## [Work to be completed]
Output every entry exactly as given.

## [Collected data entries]
^^^^^^^^
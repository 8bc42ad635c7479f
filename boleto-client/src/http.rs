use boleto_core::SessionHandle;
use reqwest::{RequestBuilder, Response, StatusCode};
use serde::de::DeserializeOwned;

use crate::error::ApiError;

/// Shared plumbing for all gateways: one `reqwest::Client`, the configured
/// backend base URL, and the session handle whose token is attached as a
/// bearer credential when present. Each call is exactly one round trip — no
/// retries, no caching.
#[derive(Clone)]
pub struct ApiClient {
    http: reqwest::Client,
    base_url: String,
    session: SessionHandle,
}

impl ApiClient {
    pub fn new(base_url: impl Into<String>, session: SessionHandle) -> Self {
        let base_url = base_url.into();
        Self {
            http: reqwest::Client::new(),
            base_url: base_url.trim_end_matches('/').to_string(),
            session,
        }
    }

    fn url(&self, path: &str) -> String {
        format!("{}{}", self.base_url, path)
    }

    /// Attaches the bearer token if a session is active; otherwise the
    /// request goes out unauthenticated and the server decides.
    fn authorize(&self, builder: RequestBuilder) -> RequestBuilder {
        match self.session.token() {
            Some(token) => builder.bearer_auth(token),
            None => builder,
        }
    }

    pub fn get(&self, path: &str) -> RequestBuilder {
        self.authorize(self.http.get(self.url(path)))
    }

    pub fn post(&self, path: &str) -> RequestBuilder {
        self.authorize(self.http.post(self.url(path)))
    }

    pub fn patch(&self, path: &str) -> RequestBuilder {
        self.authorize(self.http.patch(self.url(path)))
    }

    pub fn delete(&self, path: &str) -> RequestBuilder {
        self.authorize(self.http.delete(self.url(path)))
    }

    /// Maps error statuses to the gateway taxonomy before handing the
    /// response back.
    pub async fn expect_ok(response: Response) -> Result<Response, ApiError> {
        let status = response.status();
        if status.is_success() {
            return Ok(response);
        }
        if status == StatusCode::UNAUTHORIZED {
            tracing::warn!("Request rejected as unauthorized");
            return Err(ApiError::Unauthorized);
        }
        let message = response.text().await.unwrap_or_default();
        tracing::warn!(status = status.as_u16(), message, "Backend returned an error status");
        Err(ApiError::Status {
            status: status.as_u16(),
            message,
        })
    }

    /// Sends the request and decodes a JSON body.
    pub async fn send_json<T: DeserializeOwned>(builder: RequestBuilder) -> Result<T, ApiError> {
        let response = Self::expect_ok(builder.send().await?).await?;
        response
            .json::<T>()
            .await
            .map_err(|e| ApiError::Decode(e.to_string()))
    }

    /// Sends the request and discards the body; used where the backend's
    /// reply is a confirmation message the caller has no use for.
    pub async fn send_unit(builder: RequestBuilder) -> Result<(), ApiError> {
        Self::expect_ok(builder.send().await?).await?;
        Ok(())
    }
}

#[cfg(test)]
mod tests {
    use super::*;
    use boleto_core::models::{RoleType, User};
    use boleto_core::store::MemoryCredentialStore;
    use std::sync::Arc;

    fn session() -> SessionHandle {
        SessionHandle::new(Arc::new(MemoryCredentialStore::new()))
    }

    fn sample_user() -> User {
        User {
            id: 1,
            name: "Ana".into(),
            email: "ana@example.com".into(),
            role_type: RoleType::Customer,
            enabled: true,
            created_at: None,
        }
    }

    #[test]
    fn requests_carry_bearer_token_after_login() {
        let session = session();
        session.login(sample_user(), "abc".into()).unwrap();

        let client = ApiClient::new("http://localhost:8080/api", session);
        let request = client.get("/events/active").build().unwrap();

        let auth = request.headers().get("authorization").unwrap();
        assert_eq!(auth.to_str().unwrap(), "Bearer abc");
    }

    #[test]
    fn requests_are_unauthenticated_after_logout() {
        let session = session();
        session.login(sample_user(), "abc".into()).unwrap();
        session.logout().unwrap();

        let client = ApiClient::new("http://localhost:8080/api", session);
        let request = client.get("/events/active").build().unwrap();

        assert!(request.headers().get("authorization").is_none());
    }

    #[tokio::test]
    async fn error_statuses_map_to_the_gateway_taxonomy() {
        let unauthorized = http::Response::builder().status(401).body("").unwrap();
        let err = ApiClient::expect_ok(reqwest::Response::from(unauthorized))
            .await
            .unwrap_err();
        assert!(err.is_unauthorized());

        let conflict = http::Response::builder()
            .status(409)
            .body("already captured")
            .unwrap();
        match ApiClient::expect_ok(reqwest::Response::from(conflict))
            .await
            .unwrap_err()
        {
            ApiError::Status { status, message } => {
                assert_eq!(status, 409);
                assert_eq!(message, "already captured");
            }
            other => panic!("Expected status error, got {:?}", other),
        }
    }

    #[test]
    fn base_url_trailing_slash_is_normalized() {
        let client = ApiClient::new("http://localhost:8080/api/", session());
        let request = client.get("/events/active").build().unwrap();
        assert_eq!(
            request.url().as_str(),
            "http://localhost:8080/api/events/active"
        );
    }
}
^^^^^^^^
## [Result of the exercise]
repository 8bc42ad635c7479f
filename boleto-client/src/http.rs
use boleto_core::SessionHandle;
use reqwest::{RequestBuilder, Response, StatusCode};
use serde::de::DeserializeOwned;

use crate::error::ApiError;

/// Shared plumbing for all gateways: one `reqwest::Client`, the configured
/// backend base URL, and the session handle whose token is attached as a
/// bearer credential when present. Each call is exactly one round trip — no
/// retries, no caching.
#[derive(Clone)]
pub struct ApiClient {
    http: reqwest::Client,
    base_url: String,
    session: SessionHandle,
}

impl ApiClient {
    pub fn new(base_url: impl Into<String>, session: SessionHandle) -> Self {
        let base_url = base_url.into();
        Self {
            http: reqwest::Client::new(),
            base_url: base_url.trim_end_matches('/').to_string(),
            session,
        }
    }

    fn url(&self, path: &str) -> String {
        format!("{}{}", self.base_url, path)
    }

    /// Attaches the bearer token if a session is active; otherwise the
    /// request goes out unauthenticated and the server decides.
    fn authorize(&self, builder: RequestBuilder) -> RequestBuilder {
        match self.session.token() {
            Some(token) => builder.bearer_auth(token),
            None => builder,
        }
    }

    pub fn get(&self, path: &str) -> RequestBuilder {
        self.authorize(self.http.get(self.url(path)))
    }

    pub fn post(&self, path: &str) -> RequestBuilder {
        self.authorize(self.http.post(self.url(path)))
    }

    pub fn patch(&self, path: &str) -> RequestBuilder {
        self.authorize(self.http.patch(self.url(path)))
    }

    pub fn delete(&self, path: &str) -> RequestBuilder {
        self.authorize(self.http.delete(self.url(path)))
    }

    /// Maps error statuses to the gateway taxonomy before handing the
    /// response back.
    pub async fn expect_ok(response: Response) -> Result<Response, ApiError> {
        let status = response.status();
        if status.is_success() {
            return Ok(response);
        }
        if status == StatusCode::UNAUTHORIZED {
            tracing::warn!("Request rejected as unauthorized");
            return Err(ApiError::Unauthorized);
        }
        let message = response.text().await.unwrap_or_default();
        tracing::warn!(status = status.as_u16(), message, "Backend returned an error status");
        Err(ApiError::Status {
            status: status.as_u16(),
            message,
        })
    }

    /// Sends the request and decodes a JSON body.
    pub async fn send_json<T: DeserializeOwned>(builder: RequestBuilder) -> Result<T, ApiError> {
        let response = Self::expect_ok(builder.send().await?).await?;
        response
            .json::<T>()
            .await
            .map_err(|e| ApiError::Decode(e.to_string()))
    }

    /// Sends the request and discards the body; used where the backend's
    /// reply is a confirmation message the caller has no use for.
    pub async fn send_unit(builder: RequestBuilder) -> Result<(), ApiError> {
        Self::expect_ok(builder.send().await?).await?;
        Ok(())
    }
}

#[cfg(test)]
mod tests {
    use super::*;
    use boleto_core::models::{RoleType, User};
    use boleto_core::store::MemoryCredentialStore;
    use std::sync::Arc;

    fn session() -> SessionHandle {
        SessionHandle::new(Arc::new(MemoryCredentialStore::new()))
    }

    fn sample_user() -> User {
        User {
            id: 1,
            name: "Ana".into(),
            email: "ana@example.com".into(),
            role_type: RoleType::Customer,
            enabled: true,
            created_at: None,
        }
    }

    #[test]
    fn requests_carry_bearer_token_after_login() {
        let session = session();
        session.login(sample_user(), "abc".into()).unwrap();

        let client = ApiClient::new("http://localhost:8080/api", session);
        let request = client.get("/events/active").build().unwrap();

        let auth = request.headers().get("authorization").unwrap();
        assert_eq!(auth.to_str().unwrap(), "Bearer abc");
    }

    #[test]
    fn requests_are_unauthenticated_after_logout() {
        let session = session();
        session.login(sample_user(), "abc".into()).unwrap();
        session.logout().unwrap();

        let client = ApiClient::new("http://localhost:8080/api", session);
        let request = client.get("/events/active").build().unwrap();

        assert!(request.headers().get("authorization").is_none());
    }

    #[tokio::test]
    async fn error_statuses_map_to_the_gateway_taxonomy() {
        let unauthorized = http::Response::builder().status(401).body("").unwrap();
        let err = ApiClient::expect_ok(reqwest::Response::from(unauthorized))
            .await
            .unwrap_err();
        assert!(err.is_unauthorized());

        let conflict = http::Response::builder()
            .status(409)
            .body("already captured")
            .unwrap();
        match ApiClient::expect_ok(reqwest::Response::from(conflict))
            .await
            .unwrap_err()
        {
            ApiError::Status { status, message } => {
                assert_eq!(status, 409);
                assert_eq!(message, "already captured");
            }
            other => panic!("Expected status error, got {:?}", other),
        }
    }

    #[test]
    fn base_url_trailing_slash_is_normalized() {
        let client = ApiClient::new("http://localhost:8080/api/", session());
        let request = client.get("/events/active").build().unwrap();
        assert_eq!(
            request.url().as_str(),
            "http://localhost:8080/api/events/active"
        );
    }
}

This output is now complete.